List the causes of haemolysis.

A
  • Hereditary causes fall into 3 broad categories:

Inherited RBC defects (membrane defects) - hereditary spherocytosis, elliptocytosis, pyropoikilocytosis

Enzyme deficiencies - glucose-6-phosphate dehydrogenase (G6PD) deficiency, pyruvate kinase deficiency

Haemoglobinopathies - sickle cell anaemia, thalassaemia.

  • Acquired haemolytic anaemia can be subdivided into immune and non-immune aetiologies:

Autoantibodies are the cause of immune-mediated haemolytic anaemias, most often as part of other autoimmune conditions (e.g., SLE, rheumatoid arthritis, scleroderma) or related to a lymphoproliferative disorder (non-Hodgkin’s lymphoma, chronic lymphocytic leukaemia).

Immune haemolytic anaemias can be divided into warm- or cold-reacting antibodies, depending on the temperature at which the antibody binds most avidly to the RBCs.

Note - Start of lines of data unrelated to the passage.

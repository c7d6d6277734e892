//! Domain entities synced between the client and the nutrition service.
//!
//! Wire names are camelCase (and `_id` for document ids) so that blobs
//! written by this client and documents returned by the service share one
//! JSON shape.

use serde::{Deserialize, Serialize};
use uuid::Uuid;

/// Macronutrient grams for a meal or a daily total.
#[derive(Debug, Clone, Copy, Default, PartialEq, Serialize, Deserialize)]
#[serde(rename_all = "camelCase")]
pub struct Macros {
    pub protein: f64,
    pub carbs: f64,
    pub fat: f64,
}

/// A single meal in a plan or daily progress.
#[derive(Debug, Clone, PartialEq, Serialize, Deserialize)]
#[serde(rename_all = "camelCase")]
pub struct Meal {
    #[serde(rename = "_id")]
    pub id: String,
    pub name: String,
    #[serde(default, skip_serializing_if = "Option::is_none")]
    pub icon: Option<String>,
    /// Ingredient lines in `"name|portion|unit"` form.
    #[serde(default)]
    pub ingredients: Vec<String>,
    pub calories: f64,
    pub macros: Macros,
    pub category: String,
    pub prep_time: u32,
    pub done: bool,
}

/// The fixed meal slots of a day.
#[derive(Debug, Clone, PartialEq, Serialize, Deserialize)]
#[serde(rename_all = "camelCase")]
pub struct MealSlots {
    pub breakfast: Meal,
    pub lunch: Meal,
    pub dinner: Meal,
    #[serde(default)]
    pub snacks: Vec<Meal>,
}

/// Consumed-vs-goal pair for one macronutrient.
#[derive(Debug, Clone, Copy, Default, PartialEq, Serialize, Deserialize)]
#[serde(rename_all = "camelCase")]
pub struct MacroProgress {
    pub consumed: f64,
    pub goal: f64,
}

/// Water intake in glasses.
#[derive(Debug, Clone, Copy, Default, PartialEq, Eq, Serialize, Deserialize)]
#[serde(rename_all = "camelCase")]
pub struct WaterProgress {
    pub consumed: u32,
    pub goal: u32,
}

/// A workout entry in daily progress.
#[derive(Debug, Clone, PartialEq, Serialize, Deserialize)]
#[serde(rename_all = "camelCase")]
pub struct Workout {
    pub name: String,
    pub category: String,
    /// Duration in minutes.
    pub duration: u32,
    pub calories_burned: f64,
    pub done: bool,
    #[serde(default, skip_serializing_if = "Option::is_none")]
    pub date: Option<String>,
    #[serde(default, skip_serializing_if = "Option::is_none")]
    pub time: Option<String>,
}

/// One day of tracked progress against the active plan.
///
/// This is the entity behind the "today" store; it is day-scoped, so the
/// cached copy is invalidated across a local date rollover.
#[derive(Debug, Clone, PartialEq, Serialize, Deserialize)]
#[serde(rename_all = "camelCase")]
pub struct DailyProgress {
    /// Local date in `YYYY-MM-DD` form.
    pub date: String,
    pub plan_id: String,
    pub user_id: String,
    pub water: WaterProgress,
    pub calories_consumed: f64,
    pub calories_goal: f64,
    pub protein: MacroProgress,
    pub carbs: MacroProgress,
    pub fat: MacroProgress,
    #[serde(default)]
    pub workouts: Vec<Workout>,
    pub meals: MealSlots,
}

/// Lifecycle of a goal.
#[derive(Debug, Clone, Copy, PartialEq, Eq, Serialize, Deserialize)]
#[serde(rename_all = "snake_case")]
pub enum GoalStatus {
    InProgress,
    Achieved,
}

/// A milestone inside a goal.
#[derive(Debug, Clone, PartialEq, Serialize, Deserialize)]
#[serde(rename_all = "camelCase")]
pub struct Milestone {
    pub id: String,
    pub title: String,
    pub completed: bool,
}

/// One recorded progress value for a goal.
#[derive(Debug, Clone, PartialEq, Serialize, Deserialize)]
#[serde(rename_all = "camelCase")]
pub struct ProgressPoint {
    /// Local date in `YYYY-MM-DD` form.
    pub date: String,
    pub value: f64,
}

/// A user goal (weight, hydration, workout count, ...).
#[derive(Debug, Clone, PartialEq, Serialize, Deserialize)]
#[serde(rename_all = "camelCase")]
pub struct Goal {
    #[serde(rename = "_id", alias = "id")]
    pub id: String,
    pub title: String,
    #[serde(default)]
    pub description: String,
    pub current: f64,
    pub target: f64,
    pub unit: String,
    pub icon: String,
    pub status: GoalStatus,
    #[serde(default, skip_serializing_if = "Option::is_none")]
    pub start_date: Option<String>,
    #[serde(default, skip_serializing_if = "Option::is_none")]
    pub milestones: Option<Vec<Milestone>>,
    #[serde(default, skip_serializing_if = "Option::is_none")]
    pub progress_history: Option<Vec<ProgressPoint>>,
}

impl Goal {
    /// A goal created on the client, before the server has assigned its
    /// document id. The temporary id is unique and sortable by creation
    /// time; the server's id replaces it on reconcile.
    pub fn new_local(
        title: impl Into<String>,
        target: f64,
        unit: impl Into<String>,
        icon: impl Into<String>,
    ) -> Self {
        Self {
            id: format!("goal_{}", Uuid::now_v7()),
            title: title.into(),
            description: String::new(),
            current: 0.0,
            target,
            unit: unit.into(),
            icon: icon.into(),
            status: GoalStatus::InProgress,
            start_date: None,
            milestones: None,
            progress_history: None,
        }
    }
}

/// A favorited recipe.
#[derive(Debug, Clone, PartialEq, Serialize, Deserialize)]
#[serde(rename_all = "camelCase")]
pub struct Recipe {
    #[serde(rename = "_id", alias = "id")]
    pub id: String,
    pub name: String,
    pub calories: f64,
    pub macros: Macros,
}

/// The user's favorites: full recipe documents plus liked meal ids.
#[derive(Debug, Clone, Default, PartialEq, Serialize, Deserialize)]
#[serde(rename_all = "camelCase")]
pub struct FavoriteSet {
    #[serde(default)]
    pub recipes: Vec<Recipe>,
    #[serde(default)]
    pub meal_ids: Vec<String>,
}

impl FavoriteSet {
    /// Whether the given meal id is favorited.
    pub fn contains_meal(&self, meal_id: &str) -> bool {
        self.meal_ids.iter().any(|id| id == meal_id)
    }

    /// Whether the given recipe id is favorited.
    pub fn contains_recipe(&self, recipe_id: &str) -> bool {
        self.recipes.iter().any(|r| r.id == recipe_id)
    }
}

#[cfg(test)]
mod tests {
    use super::*;

    fn sample_meal(id: &str) -> Meal {
        Meal {
            id: id.to_string(),
            name: "Oatmeal".to_string(),
            icon: None,
            ingredients: vec!["oats|80|g".to_string(), "milk|200|ml".to_string()],
            calories: 320.0,
            macros: Macros {
                protein: 12.0,
                carbs: 54.0,
                fat: 6.0,
            },
            category: "breakfast".to_string(),
            prep_time: 10,
            done: false,
        }
    }

    #[test]
    fn test_meal_wire_names() {
        let meal = sample_meal("m1");
        let json = serde_json::to_value(&meal).expect("serialize");
        assert_eq!(json["_id"], "m1");
        assert_eq!(json["prepTime"], 10);
        assert!(json.get("icon").is_none());

        let back: Meal = serde_json::from_value(json).expect("deserialize");
        assert_eq!(back, meal);
    }

    #[test]
    fn test_goal_accepts_both_id_spellings() {
        let wire = serde_json::json!({
            "_id": "g1",
            "title": "Drink more water",
            "current": 4.0,
            "target": 8.0,
            "unit": "glasses",
            "icon": "water",
            "status": "in_progress"
        });
        let goal: Goal = serde_json::from_value(wire).expect("deserialize _id");
        assert_eq!(goal.id, "g1");
        assert_eq!(goal.status, GoalStatus::InProgress);

        let local = serde_json::json!({
            "id": "g2",
            "title": "Weekly workouts",
            "current": 1.0,
            "target": 3.0,
            "unit": "sessions",
            "icon": "workout",
            "status": "achieved"
        });
        let goal: Goal = serde_json::from_value(local).expect("deserialize id alias");
        assert_eq!(goal.id, "g2");
        assert_eq!(goal.status, GoalStatus::Achieved);
    }

    #[test]
    fn test_local_goal_ids_are_unique() {
        let a = Goal::new_local("Drink more water", 8.0, "glasses", "water");
        let b = Goal::new_local("Drink more water", 8.0, "glasses", "water");
        assert_ne!(a.id, b.id);
        assert!(a.id.starts_with("goal_"));
        assert_eq!(a.status, GoalStatus::InProgress);
    }

    #[test]
    fn test_favorite_set_membership() {
        let favorites = FavoriteSet {
            recipes: vec![Recipe {
                id: "r1".to_string(),
                name: "Lentil soup".to_string(),
                calories: 410.0,
                macros: Macros::default(),
            }],
            meal_ids: vec!["m1".to_string()],
        };
        assert!(favorites.contains_meal("m1"));
        assert!(!favorites.contains_meal("m2"));
        assert!(favorites.contains_recipe("r1"));
        assert!(!favorites.contains_recipe("r2"));
    }

    #[test]
    fn test_daily_progress_round_trip() {
        let progress = DailyProgress {
            date: "2024-06-01".to_string(),
            plan_id: "p1".to_string(),
            user_id: "u1".to_string(),
            water: WaterProgress { consumed: 3, goal: 8 },
            calories_consumed: 1200.0,
            calories_goal: 2100.0,
            protein: MacroProgress {
                consumed: 60.0,
                goal: 120.0,
            },
            carbs: MacroProgress {
                consumed: 140.0,
                goal: 250.0,
            },
            fat: MacroProgress {
                consumed: 30.0,
                goal: 70.0,
            },
            workouts: vec![],
            meals: MealSlots {
                breakfast: sample_meal("m1"),
                lunch: sample_meal("m2"),
                dinner: sample_meal("m3"),
                snacks: vec![],
            },
        };

        let json = serde_json::to_string(&progress).expect("serialize");
        assert!(json.contains("caloriesConsumed"));
        assert!(json.contains("planId"));
        let back: DailyProgress = serde_json::from_str(&json).expect("deserialize");
        assert_eq!(back, progress);
    }
}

Alloimmune haemolytic anaemias include haemolytic disease of the newborn or transfusion reaction.

Many drugs are associated with haemolysis, some through immune-mediated mechanisms and others through non-immune-mediated mechanisms.

Other non-immune-mediated causes of acquired haemolysis include infection, trauma in various forms (MAHA - see later card), hypersplenism and liver disease.

Paroxysmal nocturnal haemoglobinuria is a rare disorder resulting in an acquired RBC membrane defect and subsequent haemolysis.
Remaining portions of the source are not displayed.